[
https://issues.apache.org/jira/browse/HDFS-16550?page=com.atlassian.jira.plugin.system.issuetabpanels:comment-tabpanel&focusedCommentId=17640224#comment-17640224
]
ASF GitHub Bot commented on HDFS-16550:
---------------------------------------
xkrogen commented on code in PR #4209:
URL: https://github.com/apache/hadoop/pull/4209#discussion_r1033958544
##########
hadoop-hdfs-project/hadoop-hdfs/src/main/java/org/apache/hadoop/hdfs/qjournal/server/JournaledEditsCache.java:
##########
@@ -277,11 +279,10 @@ void storeEdits(byte[] inputData, long newStartTxn, long
newEndTxn,
initialize(INVALID_TXN_ID);
Journal.LOG.warn(String.format("A single batch of edits was too " +
"large to fit into the cache: startTxn = %d, endTxn = %d, " +
- "input length = %d. The capacity of the cache (%s) must be " +
+ "input length = %d. The capacity of the cache must be " +
Review Comment:
Can we keep the key here in the error message, but print both?
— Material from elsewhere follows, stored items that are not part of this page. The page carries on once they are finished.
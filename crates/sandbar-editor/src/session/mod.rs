//! The editor session: state plus the mutation actions operating on it.
//!
//! Every network-synchronized mutation follows the optimistic-update
//! pattern: apply to the local model, fire the request, and on failure
//! restore the previous local state, rebuild the path projection and
//! surface an error. No action retries on its own.

#![cfg_attr(not(test), deny(clippy::unwrap_used))]

use std::sync::Arc;

use smol_str::SmolStr;
use tracing::warn;

use sandbar_model::{
    Authorization, Directory, EntityId, FileProjection, Module, Sandbox, SandboxModel, ShortId,
    SyncUpdate, Tab,
};

use crate::config::SessionConfig;
use crate::effects::{
    EditEvent, EditorSurface, Effects, Notifier, NotifyStatus,
};

mod code;
mod files;
mod meta;

/// How the UI refers to a module when selecting it: by server id (file
/// explorer) or by path (editor surface).
#[derive(Debug, Clone, PartialEq, Eq)]
pub enum ModuleRef {
    /// Server id, from the file explorer.
    Id(EntityId),
    /// Absolute path, from the editor surface.
    Path(String),
}

/// The session/context object passed to all operations: the sandbox model,
/// its derived projections, the open tabs and the collaborator bag.
pub struct EditorSession {
    model: SandboxModel,
    projection: FileProjection,
    tabs: Vec<Tab>,
    config: SessionConfig,
    effects: Effects,
    optimistic_counter: u64,
    /// Enforce the sandbox frozen flag for this session. Cleared by an
    /// explicit user override.
    session_frozen: bool,
    is_forking: bool,
}

impl EditorSession {
    /// Creates a session for a freshly fetched sandbox.
    #[must_use]
    pub fn new(sandbox: Sandbox, config: SessionConfig, effects: Effects) -> Self {
        let model = SandboxModel::new(sandbox);
        let mut projection = FileProjection::new();
        projection.rebuild(&model);
        Self {
            model,
            projection,
            tabs: Vec::new(),
            config,
            effects,
            optimistic_counter: 0,
            session_frozen: true,
            is_forking: false,
        }
    }

    /// The sandbox model.
    #[must_use]
    pub fn model(&self) -> &SandboxModel {
        &self.model
    }

    /// Mutable access to the sandbox model (used by the live handlers).
    pub fn model_mut(&mut self) -> &mut SandboxModel {
        &mut self.model
    }

    /// The path-indexed projection.
    #[must_use]
    pub fn projection(&self) -> &FileProjection {
        &self.projection
    }

    /// Mutable access to the projection (used by the live handlers).
    pub fn projection_mut(&mut self) -> &mut FileProjection {
        &mut self.projection
    }

    /// Re-derives the whole projection from the model. Used after rollbacks
    /// and any change that can invalidate descendant paths.
    pub fn rebuild_projection(&mut self) {
        self.projection.rebuild(&self.model);
    }

    /// Open tabs, in tab-bar order.
    #[must_use]
    pub fn tabs(&self) -> &[Tab] {
        &self.tabs
    }

    /// Session configuration.
    #[must_use]
    pub fn config(&self) -> &SessionConfig {
        &self.config
    }

    /// The editor surface collaborator.
    #[must_use]
    pub fn surface(&self) -> &dyn EditorSurface {
        self.effects.surface.as_ref()
    }

    /// The notification sink.
    #[must_use]
    pub fn notifier(&self) -> &Arc<dyn Notifier> {
        &self.effects.notifier
    }

    /// True while a fork transition is in flight.
    #[must_use]
    pub fn is_forking(&self) -> bool {
        self.is_forking
    }

    pub(crate) fn next_optimistic_id(&mut self) -> SmolStr {
        self.optimistic_counter += 1;
        SmolStr::new(format!("optimistic-{}", self.optimistic_counter))
    }

    fn can_write(&self) -> bool {
        self.model.has_permission(Authorization::WriteCode)
            && self.model.owned()
            && !(self.model.is_frozen() && self.session_frozen)
    }

    /// Capability gate in front of every mutating action. Unauthorized
    /// attempts are no-ops with a notice.
    pub(crate) fn guard_write(&self, action: &str) -> bool {
        if self.can_write() {
            return true;
        }
        if self.model.is_frozen() && self.session_frozen {
            warn!("{action} blocked: sandbox {} is frozen", self.model.id());
            self.effects
                .notifier
                .notify(NotifyStatus::Notice, "This sandbox is frozen");
        } else {
            warn!(
                "{action} blocked: no write access to sandbox {}",
                self.model.id()
            );
            self.effects.notifier.notify(
                NotifyStatus::Notice,
                "You need write access to change this sandbox",
            );
        }
        false
    }

    /// Marks a module as current, materializing a tab for it, and pushes
    /// it plus the current markers into the surface. Content is untouched.
    pub fn set_current_module(&mut self, shortid: &ShortId) {
        if self.model.module(shortid).is_none() {
            return;
        }
        if !self.tabs.iter().any(|tab| &tab.module_shortid == shortid) {
            let tab = Tab {
                module_shortid: shortid.clone(),
                dirty: true,
            };
            // A dirty tab is a preview tab: the next open reuses its slot.
            if let Some(dirty_index) = self.tabs.iter().position(|tab| tab.dirty) {
                self.tabs[dirty_index] = tab;
            } else {
                self.tabs.insert(0, tab);
            }
        }
        self.model.set_current_module(shortid.clone());
        if let Some(module) = self.model.module(shortid) {
            self.effects.surface.open_module(module);
        }
        self.effects.surface.set_errors(self.model.errors());
        self.effects.surface.set_corrections(self.model.corrections());
    }

    /// Switches the session to a different sandbox. Errors, corrections,
    /// tabs, the current module and any freeze override do not survive
    /// the switch.
    pub fn sandbox_changed(&mut self, sandbox: Sandbox) {
        self.model.replace(sandbox);
        self.tabs.clear();
        self.session_frozen = true;
        self.effects.surface.close_all_tabs();
        self.effects.surface.reset_layout();
        self.rebuild_projection();
        if let Some(main) = self.model.main_module().map(|module| module.shortid.clone()) {
            self.set_current_module(&main);
        }
    }

    /// Handles a user selecting a module by id or path.
    ///
    /// Paths outside the tracked tree (dependency typings and the like)
    /// unset the current module instead of failing.
    pub fn module_selected(&mut self, target: &ModuleRef) {
        let resolved = match target {
            ModuleRef::Id(id) => self.model.module_by_id(id),
            ModuleRef::Path(path) => self.model.module_by_path(path),
        };
        let Some(module) = resolved else {
            if matches!(target, ModuleRef::Path(_)) {
                self.model.unset_current_module();
            }
            return;
        };
        let shortid = module.shortid.clone();
        if self.model.is_current_module(&shortid) {
            return;
        }
        self.set_current_module(&shortid);
        if self.effects.live.is_live() {
            self.effects.live.send_user_current_module(&shortid);
        }
    }

    /// Closes a tab by index. The last tab stays open.
    pub fn tab_closed(&mut self, index: usize) {
        if self.tabs.len() > 1 && index < self.tabs.len() {
            self.tabs.remove(index);
        }
    }

    /// Reorders a tab (drag in the tab bar).
    pub fn tab_moved(&mut self, prev_index: usize, next_index: usize) {
        if prev_index >= self.tabs.len() || next_index >= self.tabs.len() {
            return;
        }
        let tab = self.tabs.remove(prev_index);
        self.tabs.insert(next_index, tab);
    }

    /// Pins the current module's tab (double click).
    pub fn module_double_clicked(&mut self) {
        self.effects.surface.keep_current_tab();
        let Some(shortid) = self.model.current_module_shortid().cloned() else {
            return;
        };
        if let Some(tab) = self
            .tabs
            .iter_mut()
            .find(|tab| tab.module_shortid == shortid)
        {
            tab.dirty = false;
        }
    }

    pub(crate) fn mark_tab_clean(&mut self, shortid: &ShortId) {
        if let Some(tab) = self
            .tabs
            .iter_mut()
            .find(|tab| &tab.module_shortid == shortid)
        {
            tab.dirty = false;
        }
    }

    /// Rebinds a confirmed server identity onto an optimistically created
    /// module, in place: tabs, the current-module marker and the projection
    /// keep resolving.
    pub(crate) fn replace_module_identity(
        &mut self,
        old_shortid: &ShortId,
        id: EntityId,
        shortid: ShortId,
    ) {
        let Some(module) = self.model.module_mut(old_shortid) else {
            return;
        };
        module.id = id;
        module.shortid = shortid.clone();

        for tab in &mut self.tabs {
            if &tab.module_shortid == old_shortid {
                tab.module_shortid = shortid.clone();
            }
        }
        if self.model.is_current_module(old_shortid) {
            self.model.set_current_module(shortid.clone());
        }
        if let Some(path) = self.model.module_path(&shortid) {
            self.projection.write_file(path, shortid);
        }
    }

    pub(crate) fn replace_directory_identity(
        &mut self,
        old_shortid: &ShortId,
        id: EntityId,
        shortid: ShortId,
    ) {
        let Some(directory) = self.model.directory_mut(old_shortid) else {
            return;
        };
        directory.id = id;
        directory.shortid = shortid.clone();

        // Rebind children that were optimistically parented under the old
        // key (mass creates can nest).
        self.model.reparent_children(old_shortid, &shortid);
        if let Some(path) = self.model.directory_path(&shortid) {
            self.projection.mkdir(path, shortid);
        }
    }

    // --- code actions -----------------------------------------------------

    /// Handles a local edit: converts it into a text operation and
    /// broadcasts it before applying when a live session is active.
    pub fn code_changed(&mut self, shortid: &ShortId, code: String, event: Option<EditEvent>) {
        code::code_changed(self, shortid, code, event);
    }

    /// Handles a remotely received operation that the live layer already
    /// applied to the module text.
    pub fn operation_applied(&mut self, shortid: &ShortId, code: String) {
        code::operation_applied(self, shortid, code);
    }

    /// Persists one module, reconciling the saved baseline with the server
    /// response.
    pub async fn save_module(&mut self, shortid: &ShortId, code: Option<String>) {
        code::save_module(self, shortid, code).await;
    }

    /// Persists every changed module.
    pub async fn save_all(&mut self) {
        code::save_all(self).await;
    }

    /// Reverts a module to its saved baseline.
    pub fn discard_module_changes(&mut self, shortid: &ShortId) {
        code::discard_module_changes(self, shortid);
    }

    // --- file-tree actions ------------------------------------------------

    /// Creates a module optimistically and confirms it with the server.
    pub async fn module_created(
        &mut self,
        title: &str,
        directory_shortid: Option<ShortId>,
        code: Option<String>,
        is_binary: bool,
    ) {
        files::module_created(self, title, directory_shortid, code, is_binary).await;
    }

    /// Renames a module.
    pub async fn module_renamed(&mut self, shortid: &ShortId, title: &str) {
        files::module_renamed(self, shortid, title).await;
    }

    /// Moves a module to another directory.
    pub async fn module_moved(&mut self, shortid: &ShortId, directory: Option<ShortId>) {
        files::module_moved(self, shortid, directory).await;
    }

    /// Deletes a module.
    pub async fn module_deleted(&mut self, shortid: &ShortId) {
        files::module_deleted(self, shortid).await;
    }

    /// Creates a directory optimistically and confirms it with the server.
    pub async fn directory_created(&mut self, title: &str, parent: Option<ShortId>) {
        files::directory_created(self, title, parent).await;
    }

    /// Renames a directory. Descendant paths change, so the projection is
    /// rebuilt wholesale.
    pub async fn directory_renamed(&mut self, shortid: &ShortId, title: &str) {
        files::directory_renamed(self, shortid, title).await;
    }

    /// Moves a directory under another parent.
    pub async fn directory_moved(&mut self, shortid: &ShortId, parent: Option<ShortId>) {
        files::directory_moved(self, shortid, parent).await;
    }

    /// Deletes a directory and everything under it.
    pub async fn directory_deleted(&mut self, shortid: &ShortId) {
        files::directory_deleted(self, shortid).await;
    }

    /// Creates many modules/directories in one server round trip.
    pub async fn mass_create_modules(
        &mut self,
        modules: Vec<Module>,
        directories: Vec<Directory>,
    ) {
        files::mass_create_modules(self, modules, directories).await;
    }

    /// Denormalizes a `path -> content` map into modules plus the directory
    /// chains they need, then mass-creates them.
    pub async fn create_modules_by_path(&mut self, entries: Vec<(String, String)>) {
        files::create_modules_by_path(self, entries).await;
    }

    /// Reconciles sparse change records against a freshly fetched snapshot.
    pub async fn sync_sandbox(&mut self, updates: Vec<SyncUpdate>) {
        files::sync_sandbox(self, updates).await;
    }

    // --- sandbox-level actions --------------------------------------------

    /// Forks the sandbox and transitions into the fork in place (no
    /// reload), carrying over unsaved local edits.
    pub async fn fork_transition(&mut self) {
        meta::fork_transition(self).await;
    }

    /// Optimistically toggles the like state.
    pub async fn toggle_like(&mut self) {
        meta::toggle_like(self).await;
    }

    /// Persists the frozen flag.
    pub async fn set_frozen(&mut self, frozen: bool) {
        meta::set_frozen(self, frozen).await;
    }

    /// Overrides frozen enforcement for this session only.
    pub fn session_freeze_override(&mut self, frozen: bool) {
        self.session_frozen = frozen;
    }

    /// Fetches environment variables from the server.
    pub async fn fetch_environment_variables(&mut self) {
        meta::fetch_environment_variables(self).await;
    }

    /// Upserts one environment variable.
    pub async fn update_environment_variable(&mut self, name: &str, value: &str) {
        meta::update_environment_variable(self, name, value).await;
    }

    /// Deletes one environment variable.
    pub async fn delete_environment_variable(&mut self, name: &str) {
        meta::delete_environment_variable(self, name).await;
    }

    /// Replaces the external resources and tells live collaborators.
    pub fn external_resources_changed(&mut self, resources: Vec<String>) {
        meta::external_resources_changed(self, resources);
    }
}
Like `(%s or
%s)` where one is `DFS_JOURNALNODE_EDIT_CACHE_SIZE_KEY` and one is
`DFS_JOURNALNODE_EDIT_CACHE_SIZE_FRACTION_KEY`
##########
hadoop-hdfs-project/hadoop-hdfs/src/test/java/org/apache/hadoop/hdfs/qjournal/server/TestJournaledEditsCache.java:
##########
@@ -221,6 +224,24 @@ public void testCacheMalformedInput() throws Exception {
cache.retrieveEdits(-1, 10, new ArrayList<>());
}
+ @Test
+ public void testCacheFraction() {
+ // Set dfs.journalnode.edit-cache-size.bytes.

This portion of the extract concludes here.